To enhance the diagnostic accuracy, the researchers combined their exosome-based signature with the traditional pancreatic cancer marker CA 19-9, a carbohydrate antigen often elevated in pancreatic cancer but is less sensitive for detecting early-stage disease. The combination of the exosome-based signature with CA 19-9 improved the detection rate of early-stage pancreatic cancers (Stage I and II) to 97% in the U.S. cohort. This suggests that the combination approach offers a more comprehensive evaluation than CA 19-9 alone.

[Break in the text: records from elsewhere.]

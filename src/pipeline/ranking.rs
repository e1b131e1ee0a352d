//! Heavy-hitter extraction over decayed per-key frequencies

use super::decay::DecayCounter;
use super::types::PatternId;
use std::cmp::Ordering;
use std::collections::HashMap;

/// One ranked key with its decayed frequency at ranking time
#[derive(Debug, Clone, Copy, PartialEq)]
pub struct RankedKey {
    pub key: PatternId,
    pub value: f64,
}

/// Descending by value, ties broken by the higher key first
fn rank_order(a: &RankedKey, b: &RankedKey) -> Ordering {
    b.value
        .total_cmp(&a.value)
        .then_with(|| b.key.cmp(&a.key))
}

/// Decay every counter to `now`, then return the top `k` keys
///
/// The decay pass touches every tracked key, so after this call all counters
/// in `frequencies` have `last_update == now` (unless `now` lies in their
/// past). Only the top `k` are fully sorted.
pub fn heavy_hitters(
    frequencies: &mut HashMap<PatternId, DecayCounter>,
    now: f64,
    k: usize,
) -> Vec<RankedKey> {
    if k == 0 || frequencies.is_empty() {
        // Every tracked key is decayed to `now`, whatever k is.
        for counter in frequencies.values_mut() {
            counter.update(now);
        }
        return Vec::new();
    }

    let mut ranked: Vec<RankedKey> = frequencies
        .iter_mut()
        .map(|(&key, counter)| RankedKey {
            key,
            value: counter.update(now),
        })
        .collect();

    if ranked.len() > k {
        ranked.select_nth_unstable_by(k - 1, rank_order);
        ranked.truncate(k);
    }
    ranked.sort_unstable_by(rank_order);
    ranked
}

#[cfg(test)]
mod tests {
    use super::*;

    fn table(entries: &[(i64, f64, f64)]) -> HashMap<PatternId, DecayCounter> {
        entries
            .iter()
            .map(|&(id, weight, at)| {
                let mut counter = DecayCounter::new(60.0).unwrap();
                counter.increment(weight, at);
                (PatternId(id), counter)
            })
            .collect()
    }

    fn keys(ranked: &[RankedKey]) -> Vec<i64> {
        ranked.iter().map(|r| r.key.0).collect()
    }

    #[test]
    fn test_orders_by_decayed_value() {
        // Key 1 was heavier but is older; after one half-life it reads 2.0
        let mut frequencies = table(&[(1, 4.0, 0.0), (2, 3.0, 60.0), (-3, 1.0, 60.0)]);
        let ranked = heavy_hitters(&mut frequencies, 60.0, 5);

        assert_eq!(keys(&ranked), vec![2, 1, -3]);
        assert!((ranked[1].value - 2.0).abs() < 1e-9);
    }

    #[test]
    fn test_ties_prefer_higher_id() {
        let mut frequencies = table(&[(-5, 1.0, 0.0), (7, 1.0, 0.0), (3, 1.0, 0.0), (12, 1.0, 0.0)]);
        let ranked = heavy_hitters(&mut frequencies, 0.0, 5);
        assert_eq!(keys(&ranked), vec![12, 7, 3, -5]);
    }

    #[test]
    fn test_truncates_to_k() {
        let entries: Vec<(i64, f64, f64)> = (1..=20).map(|i| (i, i as f64, 0.0)).collect();
        let mut frequencies = table(&entries);

        let ranked = heavy_hitters(&mut frequencies, 0.0, 5);
        assert_eq!(keys(&ranked), vec![20, 19, 18, 17, 16]);
    }

    #[test]
    fn test_repeated_ranking_is_stable() {
        let mut frequencies = table(&[(1, 2.0, 0.0), (2, 2.0, 0.0), (3, 1.0, 0.0), (4, 2.0, 0.0)]);

        let first = heavy_hitters(&mut frequencies, 30.0, 3);
        let second = heavy_hitters(&mut frequencies, 30.0, 3);
        assert_eq!(first, second);
        assert_eq!(keys(&first), vec![4, 2, 1]);
    }

    #[test]
    fn test_ranking_decays_every_key() {
        let mut frequencies = table(&[(1, 1.0, 0.0), (2, 5.0, 0.0), (3, 9.0, 0.0)]);
        heavy_hitters(&mut frequencies, 120.0, 1);

        for counter in frequencies.values() {
            assert_eq!(counter.last_update(), Some(120.0));
        }
        assert!((frequencies[&PatternId(1)].value() - 0.25).abs() < 1e-9);
    }

    #[test]
    fn test_empty_table() {
        let mut frequencies = HashMap::new();
        assert!(heavy_hitters(&mut frequencies, 0.0, 5).is_empty());
    }
}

In conclusion, the exosome-based liquid biopsy signature represents a significant advancement in the early detection of pancreatic cancer. By leveraging the unique properties of exosomal microRNAs and cfDNA, the researchers have developed a diagnostic tool with high sensitivity and specificity. The successful validation in multiple cohorts underscores its potential utility in clinical practice. This assay may be helpful for early detection of pancreatic cancer in certain groups with a high risk for pancreatic cancer such as a family history of pancreatic cancer, germline BRCA mutations, new-onset diabetes, chronic pancreatitis or pancreas precancer lesion such as intraductal papillary mucinous neoplasm. However, addressing the limitations and further optimizing the technology will be crucial for its widespread adoption and effectiveness in diverse populations.

An exosome-based liquid biopsy for non-invasive, early detection of patients with pancreatic ductal adenocarcinoma: A multicenter and prospective study. Xu C, Xu Y, Han H, et al. AACR Annual Meeting 2024. Abstract 3899. Presented April 8, 2024.